There's much to say about the remaining 358 days of the year. I will keep it short and sweet with some of my goals (these are not resolutions).

  • Attend 3 conferences (I'm hoping for 2x NANOG & 1x another conference, such as DENOG)
  • Speak at at least one of those conferences (lightning talk counts, but I'd prefer a full session)
  • Contribute to a project I adore, such as Netbox or VyOS
  • Produce a series of free guides, in the interest of making free stuff (a la Max Bock). Could be blog, could be video, could be both.
  • Continue connecting with tech folks far and wide. One shouldn't be limited to their local tribe.
  • Really take a deep dive into coding. A big stretch goal in this is to take on WebDev as a new hobby (with such great tooling and RSS feeds, it'd be a shame not to draw on such resources).
  • Read as much as I can. Write as much as I can (be it journaling or on this blog).
  • Read/Review five+ textbooks. I'll try to post back on these with my notes.
  • Continue home projects / self-hosting. I moved in 2023, which allows me to get a fiber connection (2Gbps down, 1GBps) up. There is much to explore in 2.5Gbe, mirroring, filling up my patch closet with low-power servers.
  • As per the above, I'd like to deploy more services. The fediverse has interesting projects (Pixelfeed, Peertube and Owncast). There's also front-ends like Individuous that will allow me to stop fighting Youtube Ad-block arms race and simply pull the content, ad/tracker/distraction free.
  • Fill up my Bookmark manager (newly deployed) with notes & as many interesting articles as I can. Gone are the days of saving something in Telegram, only to struggle finding it later on. I'm using Linkding for this (thanks Tooters for your recommendations!).
  • Do more for DBIUA. I believe some of our limitations can be undone – it just requires a little keyboard lube.

Cheers to 2024!

Bonus Thought

Instead of a year-end link dump, I think it's fair to say that 2023 was the beginning of the end for platforms. Xitter (pronounced Shitter) effectively died and many others are dying with it (Substack, etc.). It's perhaps time that we, once again, consider the web as an end-to-end service, rather than a select few private "Town Squares".

It's also been the rise of AI (or plausible sentence generators, as Doctorow would call them – being as "they're neither artificial or intelligent"). This is causing the world of SEO spam/low-effort garbage "content" to explode at a level we never fully imagined.

So, if you read anything this year, read this:

The Expanding Dark Forest and Generative AI
Proving you’re a human on a web flooded with generative AI content

Maggie nails it, especially with her diagram.

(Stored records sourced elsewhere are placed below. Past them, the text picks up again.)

//! iOS (bracketed) export parser.
//!
//! Pipeline: normalize to one line, split into anchor spans, drop omitted
//! attachments, split sender from body, reassign group events to the
//! sentinel, then parse each timestamp and derive calendar fields.
//!
//! Example input:
//! ```text
//! [15/08/23, 9:05:12 AM] Trip: ‎Messages and calls are end-to-end encrypted.
//! [15/08/23, 9:06:40 AM] Alice: Hello
//! there
//! [15/08/23, 9:07:00 AM] Bob: ‎image omitted
//! ```

use tracing::{debug, trace, warn};

use crate::config::BracketedConfig;
use crate::core::ParseStats;
use crate::error::{ChatstatError, DropReason, Result};
use crate::parser::{FormatTag, TranscriptParser};
use crate::parsing::{
    Anchor, ClockPrecision, normalize_bracketed, parse_timestamp, split_bracketed_sender,
    split_spans,
};
use crate::record::{MessageRecord, ParsedTranscript, Sender};

/// Parser for iOS exports.
///
/// # Example
///
/// ```rust
/// use chatstat::parsers::BracketedParser;
/// use chatstat::parser::TranscriptParser;
///
/// let parser = BracketedParser::new();
/// let transcript = parser.parse_str("[15/08/23, 9:06:40 AM] Alice: Hello\nthere")?;
/// assert_eq!(transcript.records()[0].body, "Hello there");
/// # Ok::<(), chatstat::ChatstatError>(())
/// ```
#[derive(Debug, Clone, Default)]
pub struct BracketedParser {
    config: BracketedConfig,
}

impl BracketedParser {
    /// Creates a new parser with default configuration.
    pub fn new() -> Self {
        Self::default()
    }

    /// Creates a parser with custom configuration.
    pub fn with_config(config: BracketedConfig) -> Self {
        Self { config }
    }

    /// Returns the current configuration.
    pub fn config(&self) -> &BracketedConfig {
        &self.config
    }

    pub(crate) fn parse_with(raw: &str, config: &BracketedConfig) -> Result<ParsedTranscript> {
        let text = normalize_bracketed(raw);
        let spans = split_spans(&text);

        let mut stats = ParseStats {
            candidates: spans.len(),
            ..ParseStats::default()
        };

        // Segment first: timestamps and (sender, body) pairs must line up
        // one to one before any record is built.
        let mut timestamps: Vec<Anchor<'_>> = Vec::with_capacity(spans.len());
        let mut pairs: Vec<(&str, &str)> = Vec::with_capacity(spans.len());

        for span in &spans {
            let split = split_bracketed_sender(span.rest);

            if let Some((_, body)) = split {
                if let Some(phrase) = config.omission_match(body) {
                    trace!(offset = span.anchor.start, phrase, "Removing omitted attachment");
                    stats.record_drop(DropReason::OmissionSpan);
                    continue;
                }
            }

            timestamps.push(span.anchor);
            match split {
                Some(pair) => pairs.push(pair),
                None => debug!(
                    offset = span.anchor.start,
                    "Span has no sender separator; segmentation diverged"
                ),
            }
        }

        if timestamps.len() != pairs.len() {
            warn!(
                timestamps = timestamps.len(),
                messages = pairs.len(),
                "Bracketed transcript could not be aligned"
            );
            return Err(ChatstatError::alignment_mismatch(
                timestamps.len(),
                pairs.len(),
            ));
        }

        let mut records = Vec::with_capacity(pairs.len());
        for (anchor, (sender, body)) in timestamps.iter().zip(pairs) {
            let Some(timestamp) = parse_timestamp(
                anchor.date,
                anchor.clock,
                anchor.meridiem,
                ClockPrecision::Seconds,
            ) else {
                debug!(
                    offset = anchor.start,
                    date = anchor.date,
                    clock = anchor.clock,
                    reason = %DropReason::TimestampParseFailure,
                    "Dropping record"
                );
                stats.record_drop(DropReason::TimestampParseFailure);
                continue;
            };

            let sender = if config.is_notification(body) {
                Sender::GroupNotification
            } else {
                Sender::User(sender.to_string())
            };
            let body = if config.strip_tilde {
                body.replace('~', "")
            } else {
                body.to_string()
            };

            records.push(MessageRecord::new(timestamp, sender, body));
        }

        stats.records = records.len();
        debug!(
            anchors = stats.candidates,
            records = stats.records,
            omitted = stats.omitted_spans,
            bad_timestamps = stats.bad_timestamps,
            "Parsed iOS transcript"
        );

        Ok(ParsedTranscript::new(FormatTag::Bracketed, records, stats))
    }
}

impl TranscriptParser for BracketedParser {
    fn name(&self) -> &'static str {
        "iOS"
    }

    fn format(&self) -> FormatTag {
        FormatTag::Bracketed
    }

    fn parse_str(&self, raw: &str) -> Result<ParsedTranscript> {
        Self::parse_with(raw, &self.config)
    }
}

#[cfg(test)]
mod tests {
    use super::*;

    fn parse(raw: &str) -> ParsedTranscript {
        BracketedParser::new().parse_str(raw).unwrap()
    }

    #[test]
    fn test_basic_messages() {
        let t = parse(
            "[15/08/23, 9:06:40 AM] Alice: Hello\n[15/08/23, 9:07:10 PM] Bob: Hi: there",
        );
        assert_eq!(t.len(), 2);
        assert_eq!(t.records()[0].sender, Sender::User("Alice".into()));
        assert_eq!(t.records()[0].body, "Hello");
        assert_eq!(t.records()[1].body, "Hi: there");
        assert_eq!(t.records()[1].hour(), 21);
    }

    #[test]
    fn test_multiline_body_is_joined() {
        let t = parse("[15/08/23, 9:06:40 AM] Alice: line one\nline two\n\nline three");
        assert_eq!(t.records()[0].body, "line one line two line three");
    }

    #[test]
    fn test_omission_span_removed_entirely() {
        let t = parse(
            "[15/08/23, 9:06:00 AM] Alice: before\n\
             [15/08/23, 9:07:00 AM] Bob: \u{200E}image omitted\n\
             [15/08/23, 9:08:00 AM] Alice: after",
        );
        assert_eq!(t.len(), 2);
        assert_eq!(t.records()[0].body, "before");
        assert_eq!(t.records()[1].body, "after");
        assert_eq!(t.stats().omitted_spans, 1);
        assert_eq!(t.stats().candidates, 3);
    }

    #[test]
    fn test_all_default_omissions() {
        let raw = [
            "sticker omitted",
            "image omitted",
            "video omitted",
            "audio omitted",
        ]
        .iter()
        .enumerate()
        .map(|(i, p)| format!("[15/08/23, 9:0{i}:00 AM] Bob: {p}"))
        .collect::<Vec<_>>()
        .join("\n");
        let t = parse(&raw);
        assert!(t.is_empty());
        assert_eq!(t.stats().omitted_spans, 4);
    }

    #[test]
    fn test_notification_reassigns_sender() {
        let t = parse(
            "[15/08/23, 9:00:00 AM] Trip: \u{200E}Messages and calls are end-to-end encrypted. Tap to learn more.\n\
             [15/08/23, 9:01:00 AM] Trip: \u{200E}Carol joined using this group's invite link",
        );
        assert_eq!(t.len(), 2);
        assert!(t.iter().all(|r| r.sender == Sender::GroupNotification));
    }

    #[test]
    fn test_tilde_stripped_from_body_only() {
        let t = parse("[15/08/23, 9:00:00 AM] ~ Dan: ~hello~");
        assert_eq!(t.records()[0].sender, Sender::User("~ Dan".into()));
        assert_eq!(t.records()[0].body, "hello");
    }

    #[test]
    fn test_tilde_kept_when_disabled() {
        let parser = BracketedParser::with_config(BracketedConfig::new().with_strip_tilde(false));
        let t = parser.parse_str("[15/08/23, 9:00:00 AM] Dan: ~hi~").unwrap();
        assert_eq!(t.records()[0].body, "~hi~");
    }

    #[test]
    fn test_missing_sender_is_alignment_mismatch() {
        let err = BracketedParser::new()
            .parse_str("[15/08/23, 9:00:00 AM] Alice: ok\n[15/08/23, 9:01:00 AM] no separator")
            .unwrap_err();
        assert!(matches!(
            err,
            ChatstatError::AlignmentMismatch {
                timestamps: 2,
                messages: 1
            }
        ));
    }

    #[test]
    fn test_bad_timestamp_dropped() {
        let t = parse(
            "[31/02/23, 9:00:00 AM] Alice: impossible date\n[01/03/23, 9:00:00 AM] Alice: fine",
        );
        assert_eq!(t.len(), 1);
        assert_eq!(t.records()[0].body, "fine");
        assert_eq!(t.stats().bad_timestamps, 1);
    }

    #[test]
    fn test_empty_and_anchorless_input() {
        assert!(parse("").is_empty());
        assert!(parse("no anchors at all").is_empty());
    }

    #[test]
    fn test_order_preserved_without_sorting() {
        let t = parse(
            "[02/01/24, 9:00:00 AM] A: second day\n[01/01/24, 9:00:00 AM] B: first day",
        );
        assert_eq!(t.records()[0].body, "second day");
        assert_eq!(t.records()[1].body, "first day");
    }
}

I'd like to expand upon this in a formal post, but I think 2024 will see a further pilgrimage of tech folk into the fediverse, small web and cozy web. I also believe that normal folk will continue to gather in the cozy web, leaving "platforms" and meeting their friends in digital living rooms.

I think we're at the start of something beautiful or quite horrific. I suppose it depends on your motives and your personal perspective.